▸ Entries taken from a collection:
================

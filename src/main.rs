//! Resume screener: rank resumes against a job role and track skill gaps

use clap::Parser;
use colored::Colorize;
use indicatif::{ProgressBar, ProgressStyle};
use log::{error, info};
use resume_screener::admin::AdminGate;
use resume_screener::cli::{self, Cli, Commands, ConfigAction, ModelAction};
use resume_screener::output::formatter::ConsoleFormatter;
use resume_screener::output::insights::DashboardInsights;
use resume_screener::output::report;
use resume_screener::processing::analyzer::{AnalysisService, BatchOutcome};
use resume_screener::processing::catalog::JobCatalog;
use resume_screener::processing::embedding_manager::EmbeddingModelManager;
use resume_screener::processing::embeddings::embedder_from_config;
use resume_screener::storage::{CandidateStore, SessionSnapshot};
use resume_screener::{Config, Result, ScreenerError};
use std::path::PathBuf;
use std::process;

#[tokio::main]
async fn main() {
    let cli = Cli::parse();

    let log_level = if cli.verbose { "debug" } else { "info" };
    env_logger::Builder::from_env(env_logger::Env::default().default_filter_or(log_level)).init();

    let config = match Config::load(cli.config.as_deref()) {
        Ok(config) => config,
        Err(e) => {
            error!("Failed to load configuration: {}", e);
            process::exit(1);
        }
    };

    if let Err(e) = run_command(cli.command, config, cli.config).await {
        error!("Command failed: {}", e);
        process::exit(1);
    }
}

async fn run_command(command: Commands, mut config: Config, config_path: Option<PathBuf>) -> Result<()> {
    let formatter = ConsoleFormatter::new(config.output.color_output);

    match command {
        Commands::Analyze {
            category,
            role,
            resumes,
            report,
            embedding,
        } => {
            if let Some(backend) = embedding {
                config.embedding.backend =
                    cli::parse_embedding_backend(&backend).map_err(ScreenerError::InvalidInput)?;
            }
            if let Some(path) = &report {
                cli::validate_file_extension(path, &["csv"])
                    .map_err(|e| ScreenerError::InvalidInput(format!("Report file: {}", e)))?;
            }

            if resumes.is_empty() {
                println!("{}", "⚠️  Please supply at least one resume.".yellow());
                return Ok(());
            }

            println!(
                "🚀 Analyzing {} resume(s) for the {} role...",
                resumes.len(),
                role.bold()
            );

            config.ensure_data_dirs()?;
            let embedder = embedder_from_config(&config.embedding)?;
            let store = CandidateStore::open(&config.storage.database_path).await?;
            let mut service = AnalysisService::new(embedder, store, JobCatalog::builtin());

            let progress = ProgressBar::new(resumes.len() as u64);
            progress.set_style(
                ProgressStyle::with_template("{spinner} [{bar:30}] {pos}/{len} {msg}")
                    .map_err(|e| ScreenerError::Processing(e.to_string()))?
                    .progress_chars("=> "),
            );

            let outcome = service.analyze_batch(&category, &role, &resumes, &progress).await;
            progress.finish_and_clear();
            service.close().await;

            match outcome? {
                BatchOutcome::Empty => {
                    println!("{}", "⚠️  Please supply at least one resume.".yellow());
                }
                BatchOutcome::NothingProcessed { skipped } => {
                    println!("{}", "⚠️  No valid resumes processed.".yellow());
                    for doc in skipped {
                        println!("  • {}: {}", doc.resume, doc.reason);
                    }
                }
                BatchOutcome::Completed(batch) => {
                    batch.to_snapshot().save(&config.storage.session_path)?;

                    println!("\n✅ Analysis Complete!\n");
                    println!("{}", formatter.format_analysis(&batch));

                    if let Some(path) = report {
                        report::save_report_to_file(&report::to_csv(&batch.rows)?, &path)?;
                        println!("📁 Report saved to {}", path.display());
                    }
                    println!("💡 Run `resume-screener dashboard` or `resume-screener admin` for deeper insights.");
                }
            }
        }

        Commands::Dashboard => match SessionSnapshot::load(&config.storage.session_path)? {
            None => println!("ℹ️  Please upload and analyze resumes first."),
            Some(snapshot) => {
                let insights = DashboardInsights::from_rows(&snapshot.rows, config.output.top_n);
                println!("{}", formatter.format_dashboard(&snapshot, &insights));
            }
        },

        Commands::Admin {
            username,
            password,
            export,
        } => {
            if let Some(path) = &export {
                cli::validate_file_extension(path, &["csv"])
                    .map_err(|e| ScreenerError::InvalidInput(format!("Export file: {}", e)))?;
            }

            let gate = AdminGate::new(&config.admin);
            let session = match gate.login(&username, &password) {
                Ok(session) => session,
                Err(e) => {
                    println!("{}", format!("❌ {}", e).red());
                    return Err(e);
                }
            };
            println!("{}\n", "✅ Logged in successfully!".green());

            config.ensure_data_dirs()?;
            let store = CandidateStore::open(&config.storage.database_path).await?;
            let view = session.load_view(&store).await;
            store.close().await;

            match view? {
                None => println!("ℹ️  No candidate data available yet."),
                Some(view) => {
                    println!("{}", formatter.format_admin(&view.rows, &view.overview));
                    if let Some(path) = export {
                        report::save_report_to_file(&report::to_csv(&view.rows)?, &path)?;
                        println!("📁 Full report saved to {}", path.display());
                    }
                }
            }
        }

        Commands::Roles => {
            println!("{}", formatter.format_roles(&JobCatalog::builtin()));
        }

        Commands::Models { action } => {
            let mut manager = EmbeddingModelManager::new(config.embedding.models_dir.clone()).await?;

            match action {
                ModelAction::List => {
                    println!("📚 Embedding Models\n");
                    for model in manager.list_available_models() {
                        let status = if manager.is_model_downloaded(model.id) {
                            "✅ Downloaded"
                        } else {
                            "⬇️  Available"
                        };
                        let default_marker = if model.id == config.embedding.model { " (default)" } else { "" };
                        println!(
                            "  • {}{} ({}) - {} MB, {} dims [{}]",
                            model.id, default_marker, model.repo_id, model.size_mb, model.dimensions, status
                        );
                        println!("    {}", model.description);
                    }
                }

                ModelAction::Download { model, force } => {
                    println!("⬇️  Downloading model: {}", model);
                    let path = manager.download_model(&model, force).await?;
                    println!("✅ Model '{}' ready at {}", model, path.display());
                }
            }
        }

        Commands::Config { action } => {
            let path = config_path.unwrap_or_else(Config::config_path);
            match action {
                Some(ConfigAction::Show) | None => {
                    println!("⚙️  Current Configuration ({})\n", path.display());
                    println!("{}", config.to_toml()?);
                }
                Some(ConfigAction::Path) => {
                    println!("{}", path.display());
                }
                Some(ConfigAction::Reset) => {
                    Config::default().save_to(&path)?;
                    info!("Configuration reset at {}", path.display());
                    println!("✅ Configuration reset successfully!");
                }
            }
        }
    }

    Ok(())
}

================

Output each record precisely as written.

filename src/main.rs
//! Resume screener: rank resumes against a job role and track skill gaps

use clap::Parser;
use colored::Colorize;
use indicatif::{ProgressBar, ProgressStyle};
use log::{error, info};
use resume_screener::admin::AdminGate;
use resume_screener::cli::{self, Cli, Commands, ConfigAction, ModelAction};
use resume_screener::output::formatter::ConsoleFormatter;
use resume_screener::output::insights::DashboardInsights;
use resume_screener::output::report;
use resume_screener::processing::analyzer::{AnalysisService, BatchOutcome};
use resume_screener::processing::catalog::JobCatalog;
use resume_screener::processing::embedding_manager::EmbeddingModelManager;
use resume_screener::processing::embeddings::embedder_from_config;
use resume_screener::storage::{CandidateStore, SessionSnapshot};
use resume_screener::{Config, Result, ScreenerError};
use std::path::PathBuf;
use std::process;

#[tokio::main]
async fn main() {
    let cli = Cli::parse();

    let log_level = if cli.verbose { "debug" } else { "info" };
    env_logger::Builder::from_env(env_logger::Env::default().default_filter_or(log_level)).init();

    let config = match Config::load(cli.config.as_deref()) {
        Ok(config) => config,
        Err(e) => {
            error!("Failed to load configuration: {}", e);
            process::exit(1);
        }
    };

    if let Err(e) = run_command(cli.command, config, cli.config).await {
        error!("Command failed: {}", e);
        process::exit(1);
    }
}

async fn run_command(command: Commands, mut config: Config, config_path: Option<PathBuf>) -> Result<()> {
    let formatter = ConsoleFormatter::new(config.output.color_output);

    match command {
        Commands::Analyze {
            category,
            role,
            resumes,
            report,
            embedding,
        } => {
            if let Some(backend) = embedding {
                config.embedding.backend =
                    cli::parse_embedding_backend(&backend).map_err(ScreenerError::InvalidInput)?;
            }
            if let Some(path) = &report {
                cli::validate_file_extension(path, &["csv"])
                    .map_err(|e| ScreenerError::InvalidInput(format!("Report file: {}", e)))?;
            }

            if resumes.is_empty() {
                println!("{}", "⚠️  Please supply at least one resume.".yellow());
                return Ok(());
            }

            println!(
                "🚀 Analyzing {} resume(s) for the {} role...",
                resumes.len(),
                role.bold()
            );

            config.ensure_data_dirs()?;
            let embedder = embedder_from_config(&config.embedding)?;
            let store = CandidateStore::open(&config.storage.database_path).await?;
            let mut service = AnalysisService::new(embedder, store, JobCatalog::builtin());

            let progress = ProgressBar::new(resumes.len() as u64);
            progress.set_style(
                ProgressStyle::with_template("{spinner} [{bar:30}] {pos}/{len} {msg}")
                    .map_err(|e| ScreenerError::Processing(e.to_string()))?
                    .progress_chars("=> "),
            );

            let outcome = service.analyze_batch(&category, &role, &resumes, &progress).await;
            progress.finish_and_clear();
            service.close().await;

            match outcome? {
                BatchOutcome::Empty => {
                    println!("{}", "⚠️  Please supply at least one resume.".yellow());
                }
                BatchOutcome::NothingProcessed { skipped } => {
                    println!("{}", "⚠️  No valid resumes processed.".yellow());
                    for doc in skipped {
                        println!("  • {}: {}", doc.resume, doc.reason);
                    }
                }
                BatchOutcome::Completed(batch) => {
                    batch.to_snapshot().save(&config.storage.session_path)?;

                    println!("\n✅ Analysis Complete!\n");
                    println!("{}", formatter.format_analysis(&batch));

                    if let Some(path) = report {
                        report::save_report_to_file(&report::to_csv(&batch.rows)?, &path)?;
                        println!("📁 Report saved to {}", path.display());
                    }
                    println!("💡 Run `resume-screener dashboard` or `resume-screener admin` for deeper insights.");
                }
            }
        }

        Commands::Dashboard => match SessionSnapshot::load(&config.storage.session_path)? {
            None => println!("ℹ️  Please upload and analyze resumes first."),
            Some(snapshot) => {
                let insights = DashboardInsights::from_rows(&snapshot.rows, config.output.top_n);
                println!("{}", formatter.format_dashboard(&snapshot, &insights));
            }
        },

        Commands::Admin {
            username,
            password,
            export,
        } => {
            if let Some(path) = &export {
                cli::validate_file_extension(path, &["csv"])
                    .map_err(|e| ScreenerError::InvalidInput(format!("Export file: {}", e)))?;
            }

            let gate = AdminGate::new(&config.admin);
            let session = match gate.login(&username, &password) {
                Ok(session) => session,
                Err(e) => {
                    println!("{}", format!("❌ {}", e).red());
                    return Err(e);
                }
            };
            println!("{}\n", "✅ Logged in successfully!".green());

            config.ensure_data_dirs()?;
            let store = CandidateStore::open(&config.storage.database_path).await?;
            let view = session.load_view(&store).await;
            store.close().await;

            match view? {
                None => println!("ℹ️  No candidate data available yet."),
                Some(view) => {
                    println!("{}", formatter.format_admin(&view.rows, &view.overview));
                    if let Some(path) = export {
                        report::save_report_to_file(&report::to_csv(&view.rows)?, &path)?;
                        println!("📁 Full report saved to {}", path.display());
                    }
                }
            }
        }

        Commands::Roles => {
            println!("{}", formatter.format_roles(&JobCatalog::builtin()));
        }

        Commands::Models { action } => {
            let mut manager = EmbeddingModelManager::new(config.embedding.models_dir.clone()).await?;

            match action {
                ModelAction::List => {
                    println!("📚 Embedding Models\n");
                    for model in manager.list_available_models() {
                        let status = if manager.is_model_downloaded(model.id) {
                            "✅ Downloaded"
                        } else {
                            "⬇️  Available"
                        };
                        let default_marker = if model.id == config.embedding.model { " (default)" } else { "" };
                        println!(
                            "  • {}{} ({}) - {} MB, {} dims [{}]",
                            model.id, default_marker, model.repo_id, model.size_mb, model.dimensions, status
                        );
                        println!("    {}", model.description);
                    }
                }

                ModelAction::Download { model, force } => {
                    println!("⬇️  Downloading model: {}", model);
                    let path = manager.download_model(&model, force).await?;
                    println!("✅ Model '{}' ready at {}", model, path.display());
                }
            }
        }

        Commands::Config { action } => {
            let path = config_path.unwrap_or_else(Config::config_path);
            match action {
                Some(ConfigAction::Show) | None => {
                    println!("⚙️  Current Configuration ({})\n", path.display());
                    println!("{}", config.to_toml()?);
                }
                Some(ConfigAction::Path) => {
                    println!("{}", path.display());
                }
                Some(ConfigAction::Reset) => {
                    Config::default().save_to(&path)?;
                    info!("Configuration reset at {}", path.display());
                    println!("✅ Configuration reset successfully!");
                }
            }
        }
    }

    Ok(())
}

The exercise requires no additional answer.